### [RAW DATA]
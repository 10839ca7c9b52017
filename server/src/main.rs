mod error;
mod routes;
mod services;
mod state;

use std::process::ExitCode;

#[tokio::main]
async fn main() -> ExitCode {
    tracing_subscriber::fmt::init();

    let port: u16 = match std::env::var("PORT").unwrap_or_else(|_| "3000".into()).parse() {
        Ok(port) => port,
        Err(e) => {
            tracing::error!(error = %e, "invalid PORT");
            return ExitCode::FAILURE;
        }
    };
    let bind_addr = std::env::var("BIND_ADDR").unwrap_or_else(|_| "0.0.0.0".into());

    let app = routes::app(state::AppState::new());
    let listener = match tokio::net::TcpListener::bind(format!("{bind_addr}:{port}")).await {
        Ok(listener) => listener,
        Err(e) => {
            tracing::error!(error = %e, %bind_addr, %port, "failed to bind");
            return ExitCode::FAILURE;
        }
    };

    tracing::info!(%bind_addr, %port, "pixelboard relay listening");
    if let Err(e) = axum::serve(listener, app).await {
        tracing::error!(error = %e, "server failed");
        return ExitCode::FAILURE;
    }
    ExitCode::SUCCESS
}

### [HOW TO COMPLETE THIS TASK]
Set down each record above without changing a single word.

### [RESPONSE TO THIS TASK]
repository 10839ca7c9b52017
filename server/src/main.rs
mod error;
mod routes;
mod services;
mod state;

use std::process::ExitCode;

#[tokio::main]
async fn main() -> ExitCode {
    tracing_subscriber::fmt::init();

    let port: u16 = match std::env::var("PORT").unwrap_or_else(|_| "3000".into()).parse() {
        Ok(port) => port,
        Err(e) => {
            tracing::error!(error = %e, "invalid PORT");
            return ExitCode::FAILURE;
        }
    };
    let bind_addr = std::env::var("BIND_ADDR").unwrap_or_else(|_| "0.0.0.0".into());

    let app = routes::app(state::AppState::new());
    let listener = match tokio::net::TcpListener::bind(format!("{bind_addr}:{port}")).await {
        Ok(listener) => listener,
        Err(e) => {
            tracing::error!(error = %e, %bind_addr, %port, "failed to bind");
            return ExitCode::FAILURE;
        }
    };

    tracing::info!(%bind_addr, %port, "pixelboard relay listening");
    if let Err(e) = axum::serve(listener, app).await {
        tracing::error!(error = %e, "server failed");
        return ExitCode::FAILURE;
    }
    ExitCode::SUCCESS
}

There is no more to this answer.